[WHAT THE TASK REQUIRES] Within the entries below, find the portion that opens with the line containing "pub enum Action" and closes with the line containing "KeyCode::Char(' ') =>". Retype that portion exactly and only.

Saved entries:
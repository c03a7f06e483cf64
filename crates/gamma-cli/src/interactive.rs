//! Interactive mode: a raw-terminal board with a cursor.
//!
//! Turn order and cursor handling live in [`Session`], which knows nothing
//! about the terminal; [`run`] feeds it key presses and redraws the board.

use crate::start::write_results;
use crossterm::cursor::{Hide, MoveTo, MoveToNextLine, Show};
use crossterm::event::{self, Event, KeyCode, KeyEvent, KeyEventKind, KeyModifiers};
use crossterm::style::{Print, PrintStyledContent, ResetColor, Stylize};
use crossterm::terminal::{self, disable_raw_mode, enable_raw_mode, Clear, ClearType};
use crossterm::{execute, queue};
use gamma_core::{CellLayout, Game, PlayerId};
use std::io::{self, Write};
use tracing::{debug, info};

/// Cursor movement directions. Up increases `y`.
#[derive(Debug, Clone, Copy, PartialEq, Eq)]
pub enum Direction {
    Up,
    Down,
    Left,
    Right,
}

/// Everything a key press can ask for
#[derive(Debug, Clone, Copy, PartialEq, Eq)]
pub enum Action {
    Cursor(Direction),
    Place,
    Golden,
    Skip,
    Quit,
}

impl Action {
    /// Map a key press to an action
    pub fn from_key(key: KeyEvent) -> Option<Self> {
        if key.modifiers.contains(KeyModifiers::CONTROL) {
            return matches!(key.code, KeyCode::Char('d') | KeyCode::Char('D')).then_some(Action::Quit);
        }
        match key.code {
            KeyCode::Up => Some(Action::Cursor(Direction::Up)),
            KeyCode::Down => Some(Action::Cursor(Direction::Down)),
            KeyCode::Left => Some(Action::Cursor(Direction::Left)),
            KeyCode::Right => Some(Action::Cursor(Direction::Right)),
            KeyCode::Char(' ') => Some(Action::Place),
            KeyCode::Char('g') | KeyCode::Char('G') => Some(Action::Golden),
            KeyCode::Char('c') | KeyCode::Char('C') => Some(Action::Skip),
            _ => None,
        }
    }
}

/// An interactive game: the board, whose turn it is, and the cursor.
#[derive(Debug, Clone)]
pub struct Session {
    game: Game,
    current: PlayerId,
    cursor: (u32, u32),
}

impl Session {
    pub fn new(game: Game) -> Self {
        Self {
            game,
            current: 1,
            cursor: (0, 0),
        }
    }

    pub fn game(&self) -> &Game {
        &self.game
    }

    pub fn current_player(&self) -> PlayerId {
        self.current
    }

    pub fn cursor(&self) -> (u32, u32) {
        self.cursor
    }

    /// Apply one action. Returns `false` once the game is over.
    pub fn apply(&mut self, action: Action) -> bool {
        let (x, y) = self.cursor;
        match action {
            Action::Cursor(direction) => {
                self.move_cursor(direction);
                true
            }
            Action::Place => {
                if self.game.place(self.current, x, y) {
                    self.advance()
                } else {
                    true
                }
            }
            Action::Golden => {
                if self.game.golden(self.current, x, y) {
                    self.advance()
                } else {
                    true
                }
            }
            Action::Skip => self.advance(),
            Action::Quit => false,
        }
    }

    fn move_cursor(&mut self, direction: Direction) {
        let (x, y) = &mut self.cursor;
        match direction {
            Direction::Up if *y + 1 < self.game.height() => *y += 1,
            Direction::Down if *y > 0 => *y -= 1,
            Direction::Right if *x + 1 < self.game.width() => *x += 1,
            Direction::Left if *x > 0 => *x -= 1,
            _ => {}
        }
    }

    /// Pass the turn to the next player able to move, trying the current
    /// player last. Returns `false` when nobody can move.
    fn advance(&mut self) -> bool {
        let count = u64::from(self.game.player_count());
        for step in 1..=count {
            let candidate = ((u64::from(self.current) - 1 + step) % count) as PlayerId + 1;
            if self.can_move(candidate) {
                debug!(player = candidate, "turn passes");
                self.current = candidate;
                return true;
            }
        }
        false
    }

    fn can_move(&mut self, player: PlayerId) -> bool {
        self.game.free_cells_reachable(player) > 0 || self.game.golden_possible(player)
    }
}

/// Whether the board and the prompt line fit a terminal of the given size.
pub fn fits(game: &Game, columns: u16, rows: u16) -> bool {
    let layout = game.cell_layout();
    let board_columns = u64::from(game.width()) * layout.columns() as u64;
    let prompt_columns = prompt(game.player_count()).len() as u64;

    u64::from(game.height()) + 1 < u64::from(rows)
        && board_columns < u64::from(columns)
        && prompt_columns < u64::from(columns)
}

/// Whether the game fits the current terminal
pub fn fits_terminal(game: &Game) -> bool {
    terminal::size().is_ok_and(|(columns, rows)| fits(game, columns, rows))
}

fn prompt(player: PlayerId) -> String {
    format!("current player: {player}")
}

/// Play the game on the terminal until nobody can move or the user quits,
/// then print the final board and each player's tile count.
pub fn run<W: Write>(game: Game, out: &mut W) -> anyhow::Result<()> {
    info!(
        width = game.width(),
        height = game.height(),
        players = game.player_count(),
        "interactive mode started"
    );
    let mut session = Session::new(game);

    enable_raw_mode()?;
    let played = play(&mut session, out);
    disable_raw_mode()?;
    played?;

    draw(&session, out)?;
    execute!(out, ResetColor, Show)?;
    write_results(session.game(), out)?;
    info!("interactive mode finished");
    Ok(())
}

fn play<W: Write>(session: &mut Session, out: &mut W) -> io::Result<()> {
    draw(session, out)?;
    loop {
        let Event::Key(key) = event::read()? else {
            continue;
        };
        if key.kind != KeyEventKind::Press {
            continue;
        }
        let Some(action) = Action::from_key(key) else {
            continue;
        };
        let running = session.apply(action);
        draw(session, out)?;
        if !running {
            return Ok(());
        }
    }
}

/// Redraw the whole screen: the board with the current player's cells on
/// green and the cursor in reverse video, then the prompt line.
fn draw<W: Write>(session: &Session, out: &mut W) -> io::Result<()> {
    let game = session.game();
    let layout = game.cell_layout();
    let current = session.current_player();

    queue!(out, Clear(ClearType::All), Hide, MoveTo(0, 0))?;
    for (row, y) in game.board().rows_top_down().zip((0..game.height()).rev()) {
        for (x, &owner) in row.iter().enumerate() {
            let mut cell = layout.label(owner).stylize();
            if owner == Some(current) {
                cell = cell.on_green();
            }
            if (x as u32, y) == session.cursor() {
                cell = cell.reverse();
            }
            queue!(out, PrintStyledContent(cell))?;
            if let CellLayout::Padded { .. } = layout {
                queue!(out, Print(gamma_core::render::CELL_SEPARATOR))?;
            }
        }
        queue!(out, MoveToNextLine(1))?;
    }
    queue!(out, Print(prompt(current)), MoveToNextLine(1))?;
    out.flush()
}

#[cfg(test)]
mod tests {
    use super::*;
    use pretty_assertions::assert_eq;

    fn key(code: KeyCode) -> KeyEvent {
        KeyEvent::new(code, KeyModifiers::NONE)
    }

    #[test]
    fn test_key_mapping() {
        assert_eq!(
            Action::from_key(key(KeyCode::Up)),
            Some(Action::Cursor(Direction::Up))
        );
        assert_eq!(Action::from_key(key(KeyCode::Char(' '))), Some(Action::Place));
        assert_eq!(Action::from_key(key(KeyCode::Char('G'))), Some(Action::Golden));
        assert_eq!(Action::from_key(key(KeyCode::Char('c'))), Some(Action::Skip));
        assert_eq!(Action::from_key(key(KeyCode::Char('x'))), None);
        assert_eq!(
            Action::from_key(KeyEvent::new(KeyCode::Char('d'), KeyModifiers::CONTROL)),
            Some(Action::Quit)
        );
        assert_eq!(
            Action::from_key(KeyEvent::new(KeyCode::Char('c'), KeyModifiers::CONTROL)),
            None
        );
    }

    #[test]
    fn test_cursor_stays_on_board() {
        let mut session = Session::new(Game::new(2, 3, 2, 1).unwrap());
        assert!(session.apply(Action::Cursor(Direction::Down)));
        assert!(session.apply(Action::Cursor(Direction::Left)));
        assert_eq!(session.cursor(), (0, 0));

        for _ in 0..5 {
            session.apply(Action::Cursor(Direction::Up));
            session.apply(Action::Cursor(Direction::Right));
        }
        assert_eq!(session.cursor(), (1, 2));
    }

    #[test]
    fn test_turns_rotate_after_moves() {
        let mut session = Session::new(Game::new(3, 3, 3, 2).unwrap());
        assert_eq!(session.current_player(), 1);

        assert!(session.apply(Action::Place));
        assert_eq!(session.current_player(), 2);
        // Occupied cell: the turn stays
        assert!(session.apply(Action::Place));
        assert_eq!(session.current_player(), 2);

        assert!(session.apply(Action::Skip));
        assert_eq!(session.current_player(), 3);
        assert!(session.apply(Action::Golden));
        assert_eq!(session.current_player(), 1);
        assert_eq!(session.game().owner_at(0, 0), Some(3));
    }

    #[test]
    fn test_game_ends_when_nobody_can_move() {
        let mut session = Session::new(Game::new(1, 1, 1, 1).unwrap());
        assert!(!session.apply(Action::Place));
        assert_eq!(session.game().tiles_owned(1), 1);
    }

    #[test]
    fn test_blocked_players_are_skipped() {
        let mut session = Session::new(Game::new(2, 1, 2, 1).unwrap());
        assert!(session.apply(Action::Place));
        assert_eq!(session.current_player(), 2);
        assert!(session.apply(Action::Golden));
        assert_eq!(session.current_player(), 1);

        // Player 1 takes the last cell; player 2 is then stuck at one area
        // with nothing adjacent, but its token is spent
        session.apply(Action::Cursor(Direction::Right));
        assert!(session.apply(Action::Place));
        assert_eq!(session.current_player(), 1);
    }

    #[test]
    fn test_quit() {
        let mut session = Session::new(Game::new(2, 2, 2, 1).unwrap());
        assert!(!session.apply(Action::Quit));
    }

    #[test]
    fn test_fits() {
        let game = Game::new(10, 5, 2, 1).unwrap();
        assert!(fits(&game, 80, 24));
        assert!(!fits(&game, 80, 6));
        assert!(!fits(&game, 10, 24));

        let wide = Game::new(30, 5, 12, 1).unwrap();
        // 30 cells of 3 columns each
        assert!(!fits(&wide, 90, 24));
        assert!(fits(&wide, 91, 24));
    }
}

[SOLUTION]
pub enum Action {
    Cursor(Direction),
    Place,
    Golden,
    Skip,
    Quit,
}

impl Action {
    /// Map a key press to an action
    pub fn from_key(key: KeyEvent) -> Option<Self> {
        if key.modifiers.contains(KeyModifiers::CONTROL) {
            return matches!(key.code, KeyCode::Char('d') | KeyCode::Char('D')).then_some(Action::Quit);
        }
        match key.code {
            KeyCode::Up => Some(Action::Cursor(Direction::Up)),
            KeyCode::Down => Some(Action::Cursor(Direction::Down)),
            KeyCode::Left => Some(Action::Cursor(Direction::Left)),
            KeyCode::Right => Some(Action::Cursor(Direction::Right)),
            KeyCode::Char(' ') => Some(Action::Place),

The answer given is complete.